Understanding local community attitudes toward industrial development in the Great Barrier Reef region World Heritage Area: are environmental impacts perceived to overshadow economic benefits?
Claudia F. Benham
Natural Resources Forum, 2017, vol. 41, issue 1, 42-54
Conflicts between industrial development and environmental conservation can be particularly acute when such development occurs in the vicinity of World Heritage sites. A key example is the Great Barrier Reef World Heritage Area (GBRWHA) in northeastern Australia, where a 2012 review by the World Heritage Council found that rapid port development inshore of the coral reef posed significant risks to local marine ecosystems. Such instances pose pressing challenges for decision‐makers seeking to manage World Heritage sites for multiple values and needs, including those of key stakeholder groups, such as local communities. There is increasingly a societal expectation that public decision‐making takes into account local views and priorities, and that companies seek a ‘social license to operate’. This research explored local community attitudes toward port development associated with the export of liquefied natural gas (LNG) and coal through the GBRWHA. Using data drawn from a survey and interviews, the research examined how a range of geographical factors, including proximity to gas infrastructure and the perceived impacts and risks of development to the local community, economy and environment shape community perceptions of the industry.
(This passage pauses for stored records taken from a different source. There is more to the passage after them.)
//! The transport seam: [`Transport`], [`Request`], [`Response`], and the
//! reqwest-backed base implementation.
//!
//! A `Transport` is the drop-in unit of composition for this crate: the
//! parallel chunking layer and the resumable layer each wrap an
//! `Arc<dyn Transport>` and present themselves as one. Status codes are
//! not mapped to errors here — a `Response` carries whatever the server
//! said, and policy belongs to the wrapping layer or the caller.

use std::sync::Arc;

use async_trait::async_trait;
use futures_util::TryStreamExt;
use reqwest::header::{ACCEPT_ENCODING, HeaderMap, HeaderValue, IF_RANGE, RANGE};
use reqwest::{Client, Method, StatusCode};
use tokio::io::AsyncRead;
use tokio_util::io::StreamReader;
use url::Url;

use super::error::TransportError;
use super::headers::{format_range, scrub_conditional_headers};
use super::probe::Validator;

/// A streaming response body.
///
/// Everything above this layer sees one continuous byte stream,
/// whatever splitting or resuming happened underneath.
pub type Body = Box<dyn AsyncRead + Send + Unpin>;

/// An outgoing request: method, URL, and headers.
///
/// This layer only issues bodyless requests (`GET` and `HEAD`), so no
/// body is modeled.
#[derive(Debug, Clone)]
pub struct Request {
    /// HTTP method.
    pub method: Method,
    /// Target URL.
    pub url: Url,
    /// Request headers, carried verbatim to the base transport.
    pub headers: HeaderMap,
}

impl Request {
    /// Creates a `GET` request with no extra headers.
    #[must_use]
    pub fn get(url: Url) -> Self {
        Self {
            method: Method::GET,
            url,
            headers: HeaderMap::new(),
        }
    }

    /// Creates a request with an explicit method.
    #[must_use]
    pub fn new(method: Method, url: Url) -> Self {
        Self {
            method,
            url,
            headers: HeaderMap::new(),
        }
    }

    /// Derives a byte-range sub-request from this request.
    ///
    /// The clone keeps the caller's headers (auth, accept, ...) but:
    /// conditional headers are scrubbed, `Accept-Encoding: identity` is
    /// forced (compressed byte offsets are not addressable), the
    /// `Range` covers `[start, end]` (open-ended when `end` is `None`),
    /// and `If-Range` carries the validator when one exists.
    ///
    /// # Errors
    ///
    /// Returns [`TransportError::InvalidHeader`] if the validator value
    /// cannot be encoded as a header (it originally arrived in one, so
    /// this indicates a corrupted validator).
    pub fn ranged(
        &self,
        start: u64,
        end: Option<u64>,
        validator: Option<&Validator>,
    ) -> Result<Request, TransportError> {
        let mut request = self.clone();
        request.method = Method::GET;
        scrub_conditional_headers(&mut request.headers);
        request
            .headers
            .insert(ACCEPT_ENCODING, HeaderValue::from_static("identity"));

        let range = HeaderValue::from_str(&format_range(start, end))
            .map_err(|e| TransportError::invalid_header("Range", e))?;
        request.headers.insert(RANGE, range);

        if let Some(validator) = validator {
            let value = HeaderValue::from_str(validator.header_value())
                .map_err(|e| TransportError::invalid_header("If-Range", e))?;
            request.headers.insert(IF_RANGE, value);
        } else {
            request.headers.remove(IF_RANGE);
        }

        Ok(request)
    }
}

/// An incoming response: status, headers, and a streaming body.
pub struct Response {
    /// HTTP status code.
    pub status: StatusCode,
    /// Response headers.
    pub headers: HeaderMap,
    /// Streaming body.
    pub body: Body,
}

impl Response {
    /// Returns a response header as a string slice, if present and valid UTF-8.
    #[must_use]
    pub fn header_str(&self, name: reqwest::header::HeaderName) -> Option<&str> {
        self.headers.get(name).and_then(|v| v.to_str().ok())
    }
}

impl std::fmt::Debug for Response {
    fn fmt(&self, f: &mut std::fmt::Formatter<'_>) -> std::fmt::Result {
        f.debug_struct("Response")
            .field("status", &self.status)
            .field("headers", &self.headers)
            .finish_non_exhaustive()
    }
}

/// One hop of the HTTP stack.
///
/// Implementations must be cheap to share (`Arc<dyn Transport>`); both
/// wrapping transports in this crate hold their base that way, and
/// composition (resumable wrapping parallel, or either alone) is done
/// by the distribution client that configures the stack.
#[async_trait]
pub trait Transport: Send + Sync {
    /// Sends one request and returns the raw response.
    ///
    /// # Errors
    ///
    /// Returns [`TransportError`] only for transport-level failures;
    /// non-2xx statuses are returned as responses, not errors.
    async fn round_trip(&self, request: Request) -> Result<Response, TransportError>;
}

#[async_trait]
impl<T: Transport + ?Sized> Transport for Arc<T> {
    async fn round_trip(&self, request: Request) -> Result<Response, TransportError> {
        (**self).round_trip(request).await
    }
}

/// Base transport backed by a [`reqwest::Client`].
///
/// The client is built without automatic decompression: range offsets
/// must address the raw representation, and transparent gzip would
/// silently break chunk-boundary arithmetic.
#[derive(Debug, Clone)]
pub struct HttpTransport {
    client: Client,
}

impl Default for HttpTransport {
    fn default() -> Self {
        Self::new()
    }
}

impl HttpTransport {
    /// Creates a base transport with a default client.
    ///
    /// # Panics
    ///
    /// Panics if the HTTP client builder fails to build with the static
    /// configuration. This should never happen in practice.
    #[must_use]
    #[allow(clippy::expect_used)]
    pub fn new() -> Self {
        let client = Client::builder()
            .build()
            .expect("failed to build HTTP client with static configuration");
        Self { client }
    }

    /// Creates a base transport over a caller-configured client.
    ///
    /// The caller is responsible for keeping automatic decompression
    /// off if the transport will serve ranged fetches.
    #[must_use]
    pub fn with_client(client: Client) -> Self {
        Self { client }
    }
}

#[async_trait]
impl Transport for HttpTransport {
    async fn round_trip(&self, request: Request) -> Result<Response, TransportError> {
        let url = request.url.to_string();
        let response = self
            .client
            .request(request.method, request.url)
            .headers(request.headers)
            .send()
            .await
            .map_err(|e| TransportError::network(&url, e))?;

        let status = response.status();
        let headers = response.headers().clone();
        let stream = response.bytes_stream().map_err(std::io::Error::other);

        Ok(Response {
            status,
            headers,
            body: Box::new(StreamReader::new(stream)),
        })
    }
}

#[cfg(test)]
#[allow(clippy::unwrap_used)]
mod tests {
    use reqwest::header::{ETAG, IF_MODIFIED_SINCE, IF_NONE_MATCH};

    use super::*;

    fn request_with_conditionals() -> Request {
        let mut request = Request::get(Url::parse("https://example.com/blob").unwrap());
        request
            .headers
            .insert(IF_NONE_MATCH, HeaderValue::from_static("\"stale\""));
        request.headers.insert(
            IF_MODIFIED_SINCE,
            HeaderValue::from_static("Wed, 21 Oct 2015 07:28:00 GMT"),
        );
        request
            .headers
            .insert(ETAG, HeaderValue::from_static("\"not-a-request-header\""));
        request
    }

    #[test]
    fn test_ranged_scrubs_conditionals_and_forces_identity() {
        let request = request_with_conditionals();
        let sub = request.ranged(0, Some(99), None).unwrap();

        assert!(!sub.headers.contains_key(IF_NONE_MATCH));
        assert!(!sub.headers.contains_key(IF_MODIFIED_SINCE));
        assert_eq!(sub.headers.get(ACCEPT_ENCODING).unwrap(), "identity");
        assert_eq!(sub.headers.get(RANGE).unwrap(), "bytes=0-99");
        assert!(!sub.headers.contains_key(IF_RANGE));
        // Unrelated headers ride along
        assert!(sub.headers.contains_key(ETAG));
    }

    #[test]
    fn test_ranged_sets_if_range_from_validator() {
        let request = Request::get(Url::parse("https://example.com/blob").unwrap());
        let validator = Validator::Etag("\"v1\"".to_string());
        let sub = request.ranged(2500, None, Some(&validator)).unwrap();

        assert_eq!(sub.headers.get(RANGE).unwrap(), "bytes=2500-");
        assert_eq!(sub.headers.get(IF_RANGE).unwrap(), "\"v1\"");
    }

    #[test]
    fn test_ranged_is_always_get() {
        let request = Request::new(Method::HEAD, Url::parse("https://example.com/b").unwrap());
        let sub = request.ranged(0, Some(0), None).unwrap();
        assert_eq!(sub.method, Method::GET);
    }

    #[test]
    fn test_http_transport_rejects_unsupported_scheme() {
        let transport = HttpTransport::new();
        let request = Request::get(Url::parse("ftp://example.com/blob").unwrap());
        let result = tokio_test::block_on(transport.round_trip(request));
        assert!(matches!(result, Err(TransportError::Network { .. })));
    }
}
Findings suggest that local attitudes toward gas and coal terminal development inshore of the GBRWHA are shaped predominantly by community perceptions of environmental impacts and risks associated with such infrastructure, in contrast to a broader public narrative that focuses largely on economic benefits. A complex combination of other factors, including social impacts, personal environmental values, community trust in industry, and equity in decision‐making and distribution of the risks and benefits of industrial development also contribute. Placed in a broader, global context, the findings have important implications for public decision‐making processes in Australia and elsewhere as they suggest that, for local communities, the perceived impacts of gas development on the environment may overshadow the benefits of industry.